New York City is about to look a lot more like Copenhagen, ja? The New York City Council passed the speaker’s safe streets legislation, a 10-year $1.7 billion plan to make the city a more bike– and bus-friendly place, with 250 miles of protected bike lanes, 150 miles of bus lanes, and 1 million square feet of new pedestrian plazas. All we have to do is wait until 2022 to get started – as long as we’re not getting around with flying cars and teleportation by then.

Anna Kaplan and Ken Zebrowski -

Who doesn’t love getting sloshed and operating high-caliber weaponry? Alas, good old boys will have to cut back on the suds under these suburban lawmakers’ new law – signed by Cuomo this week – that limits how drunk you can be while hunting. Now you have to be at least sober enough to drive a car to shoot a whitetail – and where’s the fun in that? But at least now hunting will be safer … for the humans at least.

Antonio Reynoso & Kathryn Garcia -

You know that creepy, echo-y Upside Down version of New York City that happens late at night? That’s the lawless “Wild West” where private trash haulers have operated, oversight-free: a horror show of dangerous working conditions and pedestrian fatalities. This week, New York City Councilman Antonio Reynoso and Department of Sanitation Commissioner Kathryn Garcia celebrated the end to a nearly decadelong effort to reform the industry after Reynoso’s commercial waste zone bill passed the council Wednesday, imposing some much-needed regulation. Props to Reynoso and Garcia for continuing to make a stink about trash all this time.


Charles King -

Turning into a union buster is a surprising development for Charles King, who saw more than 100 Housing Works employees walk out on the job this week. While they're serving New York's neediest, workers say they're left overburdened, underpaid and stuck with skimpy benefits.

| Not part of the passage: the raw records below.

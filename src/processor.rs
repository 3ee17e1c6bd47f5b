use crate::observation::ObjectSensorReading;
use crate::particle::Pose;
use crate::Tracking;

/// Position change of the agent that forces an update.
const POSITION_THRESHOLD: f32 = 0.03;

/// Heading change of the agent, in degrees, that forces an update.
const HEADING_THRESHOLD_DEG: f32 = 5.0;

/// Decides when a filter runs: on the first frame, after `max_time_to_wait`
/// ms, or when the agent moved noticeably.
#[derive(Debug)]
pub struct Processor<T: Tracking> {
    filter: T,
    max_time_to_wait: u64,
    last_pose: Pose,
    last_update: Option<u64>,
}

impl<T: Tracking> Processor<T> {
    pub fn new(filter: T, max_time_to_wait: u64) -> Self {
        Self {
            filter,
            max_time_to_wait,
            last_pose: Pose::default(),
            last_update: None,
        }
    }

    #[inline]
    pub fn filter(&self) -> &T {
        &self.filter
    }

    fn update_needed(&self, pose: &Pose, now: u64) -> bool {
        let last = match self.last_update {
            Some(last) => last,
            None => return true,
        };

        let dtheta = (pose.theta - self.last_pose.theta).abs().to_degrees();

        now.saturating_sub(last) > self.max_time_to_wait
            || (pose.norm() - self.last_pose.norm()).abs() > POSITION_THRESHOLD
            || dtheta > HEADING_THRESHOLD_DEG
    }

    /// Runs predict and observe when due; returns whether it did. Only
    /// readings of the filter's sensor are observed.
    pub fn process_reading(
        &mut self,
        pose: &Pose,
        t0: u64,
        now: u64,
        readings: &mut [ObjectSensorReading],
    ) -> bool {
        if !self.update_needed(pose, now) {
            tracing::trace!(now, "skipping filter update");
            return false;
        }

        self.filter.predict(pose, &self.last_pose, t0, now);

        for reading in readings.iter_mut() {
            if reading.sensor() == self.filter.sensor() {
                self.filter.observe(reading);
            }
        }

        self.last_pose = *pose;
        self.last_update = Some(now);

        true
    }
}
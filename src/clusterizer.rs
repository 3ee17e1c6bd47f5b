use crate::error::Error;
use crate::math;
use crate::particle::{Cluster, PoseParticle};

use nalgebra as na;
use std::fmt;
use std::str::FromStr;

/// Clusters built from outliers or from splitting need at least this many
/// particles to survive.
pub const MIN_SIZE_CLUSTER_AFTER_SPLITTING: usize = 10;

pub trait Clusterizer: fmt::Debug + Send {
    fn clusterize(&mut self, particles: &[PoseParticle], quality_threshold: f32);
    fn clusters(&self) -> &[Cluster];
    fn set_max_cluster_number(&mut self, k: usize);
    fn current_cluster_number(&self) -> usize;
}

#[derive(Debug, Clone, Copy, PartialEq, Eq)]
pub enum ClusteringAlgorithm {
    KClusterizer,
    QTClusterizer,
}

impl ClusteringAlgorithm {
    pub fn build(&self) -> Box<dyn Clusterizer> {
        match self {
            ClusteringAlgorithm::KClusterizer => Box::new(KClusterizer::new(1)),
            ClusteringAlgorithm::QTClusterizer => Box::new(QTClusterizer::new(1)),
        }
    }
}

impl FromStr for ClusteringAlgorithm {
    type Err = Error;

    fn from_str(s: &str) -> Result<Self, Self::Err> {
        if s.eq_ignore_ascii_case("KClusterizer") {
            Ok(ClusteringAlgorithm::KClusterizer)
        } else if s.eq_ignore_ascii_case("QTClusterizer") {
            Ok(ClusteringAlgorithm::QTClusterizer)
        } else {
            Err(Error::UnknownClusterizer(s.to_string()))
        }
    }
}

/// Keeps the `capacity` heaviest particles pushed into it, heaviest first.
#[derive(Debug, Clone)]
struct PriorityBuffer {
    items: Vec<PoseParticle>,
    capacity: usize,
}

impl PriorityBuffer {
    fn new(capacity: usize) -> Self {
        Self {
            items: Vec::with_capacity(capacity),
            capacity,
        }
    }

    fn reset(&mut self) {
        self.items.clear();
    }

    fn push(&mut self, p: PoseParticle) {
        if self.capacity == 0 {
            return;
        }

        if self.items.len() == self.capacity {
            match self.items.last() {
                Some(last) if last.weight < p.weight => {
                    self.items.pop();
                }
                _ => return,
            }
        }

        let pos = self
            .items
            .iter()
            .position(|it| it.weight < p.weight)
            .unwrap_or(self.items.len());

        self.items.insert(pos, p);
    }

    fn iter(&self) -> impl Iterator<Item = &PoseParticle> {
        self.items.iter()
    }
}

#[inline]
fn distance(a: &PoseParticle, b: &PoseParticle) -> f32 {
    na::distance(&a.point(), &b.point())
}

/// Splits clusters whose farthest pair of members is further apart than
/// `quality_threshold`, then drops clusters whose centroid crowds another.
fn split_and_merge(clusters: &mut Vec<Cluster>, quality_threshold: f32) {
    let mut split = Vec::new();

    clusters.retain(|cluster| {
        let ps = &cluster.particles;
        let mut extremes = None;
        let mut max = f32::MIN_POSITIVE;

        for a in ps {
            for b in ps {
                let d = distance(a, b);

                if d > max {
                    max = d;
                    extremes = Some((*a, *b));
                }
            }
        }

        let (p1, p2) = match extremes {
            Some(e) if max > quality_threshold => e,
            _ => return true,
        };

        let half = 0.5 * quality_threshold;
        let mut part1 = Vec::new();
        let mut part2 = Vec::new();

        for p in ps {
            let d1 = distance(p, &p1);
            let d2 = distance(p, &p2);

            if d1 < d2 && d1 < half {
                part1.push(*p);
            } else if d2 < half {
                part2.push(*p);
            }
        }

        for part in [part1, part2] {
            if part.len() >= MIN_SIZE_CLUSTER_AFTER_SPLITTING {
                split.push(Cluster::new(part));
            }
        }

        false
    });

    clusters.extend(split);

    let near = 0.3 * quality_threshold;
    let mut i = 0;

    while i < clusters.len() {
        let c = clusters[i].centroid.point();
        let close = clusters
            .iter()
            .filter(|other| math::is_target_near(c, other.centroid.point(), near))
            .count();

        // `close` includes the cluster itself
        if close > 1 {
            clusters.remove(i);
        } else {
            i += 1;
        }
    }
}

/// K-means-like clusterizer seeded by the heaviest mutually distant
/// particles, with at most `max_clusters` seeds.
#[derive(Debug, Clone)]
pub struct KClusterizer {
    kpoints: PriorityBuffer,
    max_clusters: usize,
    clusters: Vec<Cluster>,
}

impl KClusterizer {
    pub fn new(max_clusters: usize) -> Self {
        Self {
            kpoints: PriorityBuffer::new(max_clusters),
            max_clusters,
            clusters: Vec::new(),
        }
    }

    fn is_far_from_all(&self, p: &PoseParticle, quality_threshold: f32) -> bool {
        self.kpoints
            .iter()
            .all(|k| distance(k, p) > quality_threshold)
    }
}

impl Clusterizer for KClusterizer {
    fn clusterize(&mut self, particles: &[PoseParticle], quality_threshold: f32) {
        self.clusters.clear();
        self.kpoints.reset();

        for p in particles {
            if self.is_far_from_all(p, quality_threshold) {
                self.kpoints.push(*p);
            }
        }

        let seeds: Vec<PoseParticle> = self.kpoints.iter().copied().collect();
        let mut members: Vec<Vec<PoseParticle>> = vec![Vec::new(); seeds.len()];
        let mut outliers = Vec::new();

        for p in particles {
            let nearest = seeds
                .iter()
                .enumerate()
                .map(|(i, k)| (i, distance(k, p)))
                .filter(|&(_, d)| d <= quality_threshold)
                .min_by(|a, b| a.1.total_cmp(&b.1));

            match nearest {
                Some((i, _)) => members[i].push(*p),
                None => outliers.push(*p),
            }
        }

        self.clusters = members
            .into_iter()
            .filter(|m| !m.is_empty())
            .map(Cluster::new)
            .collect();

        // outliers join a group per nearest centroid
        let centroids: Vec<na::Point2<f32>> =
            self.clusters.iter().map(|c| c.centroid.point()).collect();
        let mut outlier_groups: Vec<Vec<PoseParticle>> = vec![Vec::new(); centroids.len().max(1)];

        for p in outliers {
            let idx = centroids
                .iter()
                .enumerate()
                .map(|(i, c)| (i, na::distance_squared(c, &p.point())))
                .min_by(|a, b| a.1.total_cmp(&b.1))
                .map(|(i, _)| i)
                .unwrap_or(0);

            outlier_groups[idx].push(p);
        }

        for group in outlier_groups {
            if group.len() >= MIN_SIZE_CLUSTER_AFTER_SPLITTING {
                self.clusters.push(Cluster::new(group));
            }
        }

        split_and_merge(&mut self.clusters, quality_threshold);
    }

    #[inline]
    fn clusters(&self) -> &[Cluster] {
        &self.clusters
    }

    fn set_max_cluster_number(&mut self, k: usize) {
        self.max_clusters = k;
        self.kpoints = PriorityBuffer::new(k);
    }

    #[inline]
    fn current_cluster_number(&self) -> usize {
        self.max_clusters
    }
}

/// Quality-threshold clusterizer: repeatedly takes the largest candidate
/// group whose members all lie within half the threshold of a seed particle.
#[derive(Debug, Clone)]
pub struct QTClusterizer {
    max_clusters: usize,
    clusters: Vec<Cluster>,
}

impl QTClusterizer {
    pub fn new(max_clusters: usize) -> Self {
        Self {
            max_clusters,
            clusters: Vec::new(),
        }
    }
}

impl Clusterizer for QTClusterizer {
    fn clusterize(&mut self, particles: &[PoseParticle], quality_threshold: f32) {
        self.clusters.clear();

        let radius = 0.5 * quality_threshold;
        let mut remaining: Vec<PoseParticle> = particles.to_vec();

        while !remaining.is_empty() && self.clusters.len() < self.max_clusters.max(1) {
            let mut best: Vec<usize> = Vec::new();

            for seed in &remaining {
                let candidate: Vec<usize> = remaining
                    .iter()
                    .enumerate()
                    .filter(|(_, p)| distance(seed, p) <= radius)
                    .map(|(i, _)| i)
                    .collect();

                if candidate.len() > best.len() {
                    best = candidate;
                }
            }

            // the first cluster is always kept, later ones must be large enough
            if best.is_empty()
                || (!self.clusters.is_empty() && best.len() < MIN_SIZE_CLUSTER_AFTER_SPLITTING)
            {
                break;
            }

            let mut taken = Vec::with_capacity(best.len());

            for &i in best.iter().rev() {
                taken.push(remaining.swap_remove(i));
            }

            self.clusters.push(Cluster::new(taken));
        }

        split_and_merge(&mut self.clusters, quality_threshold);
    }

    #[inline]
    fn clusters(&self) -> &[Cluster] {
        &self.clusters
    }

    fn set_max_cluster_number(&mut self, k: usize) {
        self.max_clusters = k;
    }

    #[inline]
    fn current_cluster_number(&self) -> usize {
        self.max_clusters
    }
}

#[cfg(test)]
mod tests {
    use super::*;
    use crate::particle::Pose;

    fn blob(cx: f32, cy: f32, n: usize, spread: f32) -> Vec<PoseParticle> {
        (0..n)
            .map(|i| {
                let a = i as f32 * 2.399;
                let r = spread * ((i % 7) as f32 / 7.0);

                PoseParticle::new(Pose::new(cx + r * a.cos(), cy + r * a.sin(), 0.0), 1.0)
            })
            .collect()
    }

    #[test]
    fn parses_algorithm_case_insensitively() {
        assert_eq!(
            "kclusterizer".parse::<ClusteringAlgorithm>().unwrap(),
            ClusteringAlgorithm::KClusterizer
        );
        assert_eq!(
            "QTCLUSTERIZER".parse::<ClusteringAlgorithm>().unwrap(),
            ClusteringAlgorithm::QTClusterizer
        );
        assert!("dbscan".parse::<ClusteringAlgorithm>().is_err());
    }

    #[test]
    fn no_particles_no_clusters() {
        let mut k = KClusterizer::new(3);
        k.clusterize(&[], 0.45);

        assert!(k.clusters().is_empty());
    }

    #[test]
    fn single_particle_single_cluster() {
        let mut k = KClusterizer::new(3);
        let p = PoseParticle::new(Pose::new(1.0, 2.0, 0.0), 1.0);
        k.clusterize(&[p], 0.45);

        assert_eq!(k.clusters().len(), 1);
        assert_eq!(k.clusters()[0].particles.len(), 1);
    }

    #[test]
    fn identical_particles_form_one_cluster() {
        let p = PoseParticle::new(Pose::new(1.0, 2.0, 0.3), 1.0);
        let ps = vec![p; 50];

        let mut k = KClusterizer::new(2);
        k.clusterize(&ps, 0.45);

        assert_eq!(k.clusters().len(), 1);
        assert_eq!(k.clusters()[0].particles.len(), 50);
    }

    #[test]
    fn two_blobs_two_clusters() {
        let mut ps = blob(2.0, 2.0, 60, 0.1);
        ps.extend(blob(6.0, 2.0, 60, 0.1));

        for algo in [ClusteringAlgorithm::KClusterizer, ClusteringAlgorithm::QTClusterizer] {
            let mut c = algo.build();
            c.set_max_cluster_number(2);
            c.clusterize(&ps, 0.45);

            assert_eq!(c.clusters().len(), 2, "{:?}", algo);
            assert_eq!(c.current_cluster_number(), 2);
        }
    }

    #[test]
    fn far_outliers_below_minimum_size_are_dropped() {
        let mut ps = blob(2.0, 2.0, 60, 0.1);
        ps.extend(blob(9.0, 9.0, 3, 0.05));

        let mut k = KClusterizer::new(1);
        k.clusterize(&ps, 0.45);

        assert_eq!(k.clusters().len(), 1);
        assert_eq!(k.clusters()[0].particles.len(), 60);
    }
}
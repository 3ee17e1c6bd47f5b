mod common;

use common::*;
use ptrack::{AgentReading, Estimation, Estimations, ObjectParticleFilterMultiAgent, Pose};

use nalgebra as na;

fn reading(port: u16, ts: u64, targets: &[(u32, f32, f32)]) -> AgentReading {
    let mut estimations = Estimations::new();

    for &(id, x, y) in targets {
        let mut obs = observation(x, y);
        obs.sigma = na::Vector2::new(0.1, 0.1);
        estimations.insert(id, Estimation::new(obs));
    }

    AgentReading {
        address: "127.0.0.1".into(),
        port,
        agent_pose: Pose::default(),
        estimations,
        timestamp: ts,
    }
}

#[test]
fn same_target_seen_by_two_agents_is_fused() {
    let mut f = ObjectParticleFilterMultiAgent::new(&config());

    f.observe(
        &[
            reading(9001, 1000, &[(1, 5.0, 5.0)]),
            reading(9002, 1000, &[(2, 5.1, 5.0)]),
        ],
        1000,
    );

    assert_eq!(f.estimations().len(), 1);

    let fused = f.estimations().values().next().unwrap();
    assert!(near(fused.cartesian(), 5.05, 5.0, 0.01));
    assert_eq!(f.particles().len(), 100);
}

#[test]
fn global_identity_follows_the_target() {
    let mut f = ObjectParticleFilterMultiAgent::new(&config());
    let mut x = 5.0;

    for t in (1000..3000).step_by(100) {
        f.observe(
            &[
                reading(9001, t, &[(3, x, 5.0)]),
                reading(9002, t, &[(8, x + 0.05, 5.0)]),
            ],
            t,
        );
        x += 0.05;
    }

    let ids: Vec<_> = f.estimations().keys().copied().collect();
    assert_eq!(ids, vec![3]);
    assert_eq!(f.source(3), Some(("127.0.0.1", 9001)));
}

#[test]
fn separate_targets_stay_separate() {
    let mut f = ObjectParticleFilterMultiAgent::new(&config());

    f.observe(
        &[
            reading(9001, 1000, &[(1, 2.0, 2.0), (2, 9.0, 9.0)]),
            reading(9002, 1000, &[(1, 2.1, 2.0)]),
        ],
        1000,
    );

    assert_eq!(f.estimations().len(), 2);
}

And though King, who started as an AIDS activist, said workers can organize, he balked at signing an agreement with them and hired a union-fighting lawyer – a bad look for the purportedly progressive group.

Melanie LaRocca -

New York City's elevator safety efforts are stuck at the ground floor. Two months after a man was crushed to death by an elevator in Manhattan, state Comptroller Tom DiNapoli’s audit found that the city Department of Buildings headed by LaRocca is slacking on enforcing safety regulations. This isn’t a first: last year DiNapoli flagged the department's contractors for falsifying inspections and overlooking violations. 

Jay Jacobs -

Jacobs was appointed to the Public Campaign Financing Commission by Gov. Andrew Cuomo and he’s been living up to the fears of critics who thought he’d do the governor’s bidding and kill the Working Families Party. In an email sent only to his eight colleagues and a lawyer, Jacobs suggested quintupling the gubernatorial vote threshold to obtain a ballot line, which would likely end all third parties other than the Conservative Party. Jacobs got fierce criticism from progressives, including Elizabeth Warren. When Cuomo offered his two cents, it just happened to be the same, almost word-for-word, as Jacobs’. 

Andy King -

Every politician wants to make history, but being known as the first member suspended from the New York City Council in recent memory is likely not what Andy King had in mind. On Monday, the Council voted to suspend King for 30 days after the Ethics and Standards Committee substantiated charges against the Bronx councilman including harassment and retaliating against staff. But it could always be worse – 12 of King’s colleagues voted to kick him out for good.

David Chang -

The chef behind the Momofuku empire didn’t take too kindly to New York City’s foie gras ban – a move he called “idiocracy” before appending words unsuitable for a family magazine. At least his political analysis was more straightforward than that of Tocqueville chef Marco Moreira who asked – in a flimsy argument unworthy of his restaurant’s namesake – “What’s next? No more veal? No more mushrooms?” The Council’s likely response: “Yeah, probably” and “What kind of mushrooms are you cooking with?”

Correction: Jay Jacobs isn't the chairman of the Public Campaign Financing Commission. He just acts like it.